use crate::backend::{AdmissionInput, Backend, Clock, SystemClock};
use crate::middleware::{AllowedTransformation, DeniedResponse, FailOpen, RateLimiter};
use actix_web::dev::ServiceRequest;
use actix_web::http::header::{HeaderMap, HeaderName, HeaderValue, RETRY_AFTER};
use actix_web::HttpResponse;
use once_cell::sync::Lazy;
use serde::Serialize;
use std::future::Future;
use std::rc::Rc;
use std::time::Duration;

pub static X_RATELIMIT_LIMIT: Lazy<HeaderName> =
    Lazy::new(|| HeaderName::from_static("x-ratelimit-limit"));

pub static X_RATELIMIT_WINDOW: Lazy<HeaderName> =
    Lazy::new(|| HeaderName::from_static("x-ratelimit-window"));

pub static X_RATELIMIT_REMAINING: Lazy<HeaderName> =
    Lazy::new(|| HeaderName::from_static("x-ratelimit-remaining"));

pub static X_RATELIMIT_RESET: Lazy<HeaderName> =
    Lazy::new(|| HeaderName::from_static("x-ratelimit-reset"));

pub struct RateLimiterBuilder<BE, BI, BO, F> {
    backend: BE,
    input_fn: F,
    fail_open: Rc<FailOpen<BI>>,
    allowed_transformation: Option<Rc<AllowedTransformation<BO>>>,
    denied_response: Rc<DeniedResponse<BO>>,
}

impl<BE, BI, BO, F, O> RateLimiterBuilder<BE, BI, BO, F>
where
    BE: Backend<BI, Output = BO> + 'static,
    BI: 'static,
    BO: HeaderCompatibleOutput + 'static,
    F: Fn(&ServiceRequest) -> O,
    O: Future<Output = Result<Option<BI>, actix_web::Error>>,
{
    pub(super) fn new(backend: BE, input_fn: F) -> Self {
        Self {
            backend,
            input_fn,
            fail_open: Rc::new(|_: &BI| false),
            allowed_transformation: Some(Rc::new(|map: &mut HeaderMap, output: Option<&BO>| {
                if let Some(output) = output {
                    insert_all(map, rate_limit_headers(output));
                }
            })),
            denied_response: Rc::new(|output: &BO| rate_limited_response(output)),
        }
    }

    /// Choose whether to allow a request if the backend returns a failure.
    ///
    /// Default is false.
    pub fn fail_open(mut self, fail_open: bool) -> Self {
        self.fail_open = Rc::new(move |_: &BI| fail_open);
        self
    }

    /// In the event that the request is allowed:
    ///
    /// You can optionally mutate the response headers to include the rate limit status.
    ///
    /// By default the `x-ratelimit-*` headers from [rate_limit_headers] are added. Pass [None]
    /// to leave the response untouched.
    ///
    /// Note the [Backend::Output] will be [None] if the backend failed and the request was let
    /// through because of [RateLimiterBuilder::fail_open].
    pub fn request_allowed_transformation<M>(mut self, mutation: Option<M>) -> Self
    where
        M: Fn(&mut HeaderMap, Option<&BO>) + 'static,
    {
        self.allowed_transformation = mutation.map(|m| Rc::new(m) as Rc<AllowedTransformation<BO>>);
        self
    }

    /// In the event that the request is denied, configure the [HttpResponse] returned.
    ///
    /// Defaults to [rate_limited_response].
    pub fn request_denied_response<R>(mut self, denied_response: R) -> Self
    where
        R: Fn(&BO) -> HttpResponse + 'static,
    {
        self.denied_response = Rc::new(denied_response);
        self
    }

    pub fn build(self) -> RateLimiter<BE, BI, BO, F> {
        RateLimiter {
            backend: self.backend,
            input_fn: Rc::new(self.input_fn),
            fail_open: self.fail_open,
            allowed_mutation: self.allowed_transformation,
            denied_response: self.denied_response,
        }
    }
}

impl<BE, BO, F> RateLimiterBuilder<BE, AdmissionInput, BO, F> {
    /// Decide whether to fail open per policy, using
    /// [PolicyName::recommended_fail_open](crate::policy::PolicyName::recommended_fail_open):
    /// payment and authentication requests are refused when the backend is unavailable,
    /// everything else is let through.
    pub fn policy_fail_mode(mut self) -> Self {
        self.fail_open = Rc::new(|input: &AdmissionInput| input.policy.recommended_fail_open());
        self
    }
}

/// A trait that a [Backend::Output] should implement in order to be described by the
/// `x-ratelimit-*` headers and the default denied response.
pub trait HeaderCompatibleOutput {
    /// Value for the `x-ratelimit-limit` header.
    fn limit(&self) -> u64;

    /// Value for the `x-ratelimit-window` header, sent in milliseconds.
    fn window(&self) -> Duration;

    /// Value for the `x-ratelimit-remaining` header.
    fn remaining(&self) -> u64;

    /// Time at which the limit resets, in milliseconds since the Unix epoch.
    fn reset_time_ms(&self) -> u64;

    /// Value for the `x-ratelimit-reset` header: the reset time in epoch seconds, rounded
    /// upwards, so that the limit is guaranteed to have reset at that second.
    fn reset_epoch_seconds(&self) -> u64 {
        self.reset_time_ms().div_ceil(1000)
    }

    /// The time the decision was made, on the same clock as
    /// [reset_time_ms](Self::reset_time_ms). `None` means the system clock is used.
    fn checked_at_ms(&self) -> Option<u64> {
        None
    }

    /// Value for the `retry-after` header, rounded upwards.
    ///
    /// If the limit has already reset this returns 0.
    fn seconds_until_reset(&self, now_ms: u64) -> u64 {
        self.reset_time_ms().saturating_sub(now_ms).div_ceil(1000)
    }
}

/// The informational rate limit headers for a response.
pub fn rate_limit_headers<O: HeaderCompatibleOutput + ?Sized>(output: &O) -> HeaderMap {
    let mut map = HeaderMap::new();
    map.insert(X_RATELIMIT_LIMIT.clone(), HeaderValue::from(output.limit()));
    map.insert(
        X_RATELIMIT_WINDOW.clone(),
        HeaderValue::from(u64::try_from(output.window().as_millis()).unwrap_or(u64::MAX)),
    );
    map.insert(
        X_RATELIMIT_REMAINING.clone(),
        HeaderValue::from(output.remaining()),
    );
    map.insert(
        X_RATELIMIT_RESET.clone(),
        HeaderValue::from(output.reset_epoch_seconds()),
    );
    map
}

pub(crate) fn insert_all(map: &mut HeaderMap, headers: HeaderMap) {
    for (name, value) in headers.iter() {
        map.insert(name.clone(), value.clone());
    }
}

#[derive(Debug, Serialize)]
#[serde(rename_all = "camelCase")]
struct RateLimitedBody {
    error: &'static str,
    message: &'static str,
    reset_time: u64,
}

/// `429 Too Many Requests` with a JSON body and the rate limit headers, plus `retry-after`.
///
/// `retry-after` counts from [checked_at_ms](HeaderCompatibleOutput::checked_at_ms), so it
/// agrees with `x-ratelimit-reset` whichever clock the backend runs on.
///
/// ```json
/// {"error":"Too many requests","message":"Rate limit exceeded. Please try again later.","resetTime":1700000060000}
/// ```
pub fn rate_limited_response<O: HeaderCompatibleOutput + ?Sized>(output: &O) -> HttpResponse {
    let now_ms = output
        .checked_at_ms()
        .unwrap_or_else(|| SystemClock.now_ms());
    let mut response = HttpResponse::TooManyRequests().json(RateLimitedBody {
        error: "Too many requests",
        message: "Rate limit exceeded. Please try again later.",
        reset_time: output.reset_time_ms(),
    });
    let map = response.headers_mut();
    insert_all(map, rate_limit_headers(output));
    map.insert(
        RETRY_AFTER,
        HeaderValue::from(output.seconds_until_reset(now_ms)),
    );
    response
}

::::::

Reproduce every single entry above exactly.

— RESPONSE FOR THIS EXERCISE —
use crate::backend::{AdmissionInput, Backend, Clock, SystemClock};
use crate::middleware::{AllowedTransformation, DeniedResponse, FailOpen, RateLimiter};
use actix_web::dev::ServiceRequest;
use actix_web::http::header::{HeaderMap, HeaderName, HeaderValue, RETRY_AFTER};
use actix_web::HttpResponse;
use once_cell::sync::Lazy;
use serde::Serialize;
use std::future::Future;
use std::rc::Rc;
use std::time::Duration;

pub static X_RATELIMIT_LIMIT: Lazy<HeaderName> =
    Lazy::new(|| HeaderName::from_static("x-ratelimit-limit"));

pub static X_RATELIMIT_WINDOW: Lazy<HeaderName> =
    Lazy::new(|| HeaderName::from_static("x-ratelimit-window"));

pub static X_RATELIMIT_REMAINING: Lazy<HeaderName> =
    Lazy::new(|| HeaderName::from_static("x-ratelimit-remaining"));

pub static X_RATELIMIT_RESET: Lazy<HeaderName> =
    Lazy::new(|| HeaderName::from_static("x-ratelimit-reset"));

pub struct RateLimiterBuilder<BE, BI, BO, F> {
    backend: BE,
    input_fn: F,
    fail_open: Rc<FailOpen<BI>>,
    allowed_transformation: Option<Rc<AllowedTransformation<BO>>>,
    denied_response: Rc<DeniedResponse<BO>>,
}

impl<BE, BI, BO, F, O> RateLimiterBuilder<BE, BI, BO, F>
where
    BE: Backend<BI, Output = BO> + 'static,
    BI: 'static,
    BO: HeaderCompatibleOutput + 'static,
    F: Fn(&ServiceRequest) -> O,
    O: Future<Output = Result<Option<BI>, actix_web::Error>>,
{
    pub(super) fn new(backend: BE, input_fn: F) -> Self {
        Self {
            backend,
            input_fn,
            fail_open: Rc::new(|_: &BI| false),
            allowed_transformation: Some(Rc::new(|map: &mut HeaderMap, output: Option<&BO>| {
                if let Some(output) = output {
                    insert_all(map, rate_limit_headers(output));
                }
            })),
            denied_response: Rc::new(|output: &BO| rate_limited_response(output)),
        }
    }

    /// Choose whether to allow a request if the backend returns a failure.
    ///
    /// Default is false.
    pub fn fail_open(mut self, fail_open: bool) -> Self {
        self.fail_open = Rc::new(move |_: &BI| fail_open);
        self
    }

    /// In the event that the request is allowed:
    ///
    /// You can optionally mutate the response headers to include the rate limit status.
    ///
    /// By default the `x-ratelimit-*` headers from [rate_limit_headers] are added. Pass [None]
    /// to leave the response untouched.
    ///
    /// Note the [Backend::Output] will be [None] if the backend failed and the request was let
    /// through because of [RateLimiterBuilder::fail_open].
    pub fn request_allowed_transformation<M>(mut self, mutation: Option<M>) -> Self
    where
        M: Fn(&mut HeaderMap, Option<&BO>) + 'static,
    {
        self.allowed_transformation = mutation.map(|m| Rc::new(m) as Rc<AllowedTransformation<BO>>);
        self
    }

    /// In the event that the request is denied, configure the [HttpResponse] returned.
    ///
    /// Defaults to [rate_limited_response].
    pub fn request_denied_response<R>(mut self, denied_response: R) -> Self
    where
        R: Fn(&BO) -> HttpResponse + 'static,
    {
        self.denied_response = Rc::new(denied_response);
        self
    }

    pub fn build(self) -> RateLimiter<BE, BI, BO, F> {
        RateLimiter {
            backend: self.backend,
            input_fn: Rc::new(self.input_fn),
            fail_open: self.fail_open,
            allowed_mutation: self.allowed_transformation,
            denied_response: self.denied_response,
        }
    }
}

impl<BE, BO, F> RateLimiterBuilder<BE, AdmissionInput, BO, F> {
    /// Decide whether to fail open per policy, using
    /// [PolicyName::recommended_fail_open](crate::policy::PolicyName::recommended_fail_open):
    /// payment and authentication requests are refused when the backend is unavailable,
    /// everything else is let through.
    pub fn policy_fail_mode(mut self) -> Self {
        self.fail_open = Rc::new(|input: &AdmissionInput| input.policy.recommended_fail_open());
        self
    }
}

/// A trait that a [Backend::Output] should implement in order to be described by the
/// `x-ratelimit-*` headers and the default denied response.
pub trait HeaderCompatibleOutput {
    /// Value for the `x-ratelimit-limit` header.
    fn limit(&self) -> u64;

    /// Value for the `x-ratelimit-window` header, sent in milliseconds.
    fn window(&self) -> Duration;

    /// Value for the `x-ratelimit-remaining` header.
    fn remaining(&self) -> u64;

    /// Time at which the limit resets, in milliseconds since the Unix epoch.
    fn reset_time_ms(&self) -> u64;

    /// Value for the `x-ratelimit-reset` header: the reset time in epoch seconds, rounded
    /// upwards, so that the limit is guaranteed to have reset at that second.
    fn reset_epoch_seconds(&self) -> u64 {
        self.reset_time_ms().div_ceil(1000)
    }

    /// The time the decision was made, on the same clock as
    /// [reset_time_ms](Self::reset_time_ms). `None` means the system clock is used.
    fn checked_at_ms(&self) -> Option<u64> {
        None
    }

    /// Value for the `retry-after` header, rounded upwards.
    ///
    /// If the limit has already reset this returns 0.
    fn seconds_until_reset(&self, now_ms: u64) -> u64 {
        self.reset_time_ms().saturating_sub(now_ms).div_ceil(1000)
    }
}

/// The informational rate limit headers for a response.
pub fn rate_limit_headers<O: HeaderCompatibleOutput + ?Sized>(output: &O) -> HeaderMap {
    let mut map = HeaderMap::new();
    map.insert(X_RATELIMIT_LIMIT.clone(), HeaderValue::from(output.limit()));
    map.insert(
        X_RATELIMIT_WINDOW.clone(),
        HeaderValue::from(u64::try_from(output.window().as_millis()).unwrap_or(u64::MAX)),
    );
    map.insert(
        X_RATELIMIT_REMAINING.clone(),
        HeaderValue::from(output.remaining()),
    );
    map.insert(
        X_RATELIMIT_RESET.clone(),
        HeaderValue::from(output.reset_epoch_seconds()),
    );
    map
}

pub(crate) fn insert_all(map: &mut HeaderMap, headers: HeaderMap) {
    for (name, value) in headers.iter() {
        map.insert(name.clone(), value.clone());
    }
}

#[derive(Debug, Serialize)]
#[serde(rename_all = "camelCase")]
struct RateLimitedBody {
    error: &'static str,
    message: &'static str,
    reset_time: u64,
}

/// `429 Too Many Requests` with a JSON body and the rate limit headers, plus `retry-after`.
///
/// `retry-after` counts from [checked_at_ms](HeaderCompatibleOutput::checked_at_ms), so it
/// agrees with `x-ratelimit-reset` whichever clock the backend runs on.
///
/// ```json
/// {"error":"Too many requests","message":"Rate limit exceeded. Please try again later.","resetTime":1700000060000}
/// ```
pub fn rate_limited_response<O: HeaderCompatibleOutput + ?Sized>(output: &O) -> HttpResponse {
    let now_ms = output
        .checked_at_ms()
        .unwrap_or_else(|| SystemClock.now_ms());
    let mut response = HttpResponse::TooManyRequests().json(RateLimitedBody {
        error: "Too many requests",
        message: "Rate limit exceeded. Please try again later.",
        reset_time: output.reset_time_ms(),
    });
    let map = response.headers_mut();
    insert_all(map, rate_limit_headers(output));
    map.insert(
        RETRY_AFTER,
        HeaderValue::from(output.seconds_until_reset(now_ms)),
    );
    response
}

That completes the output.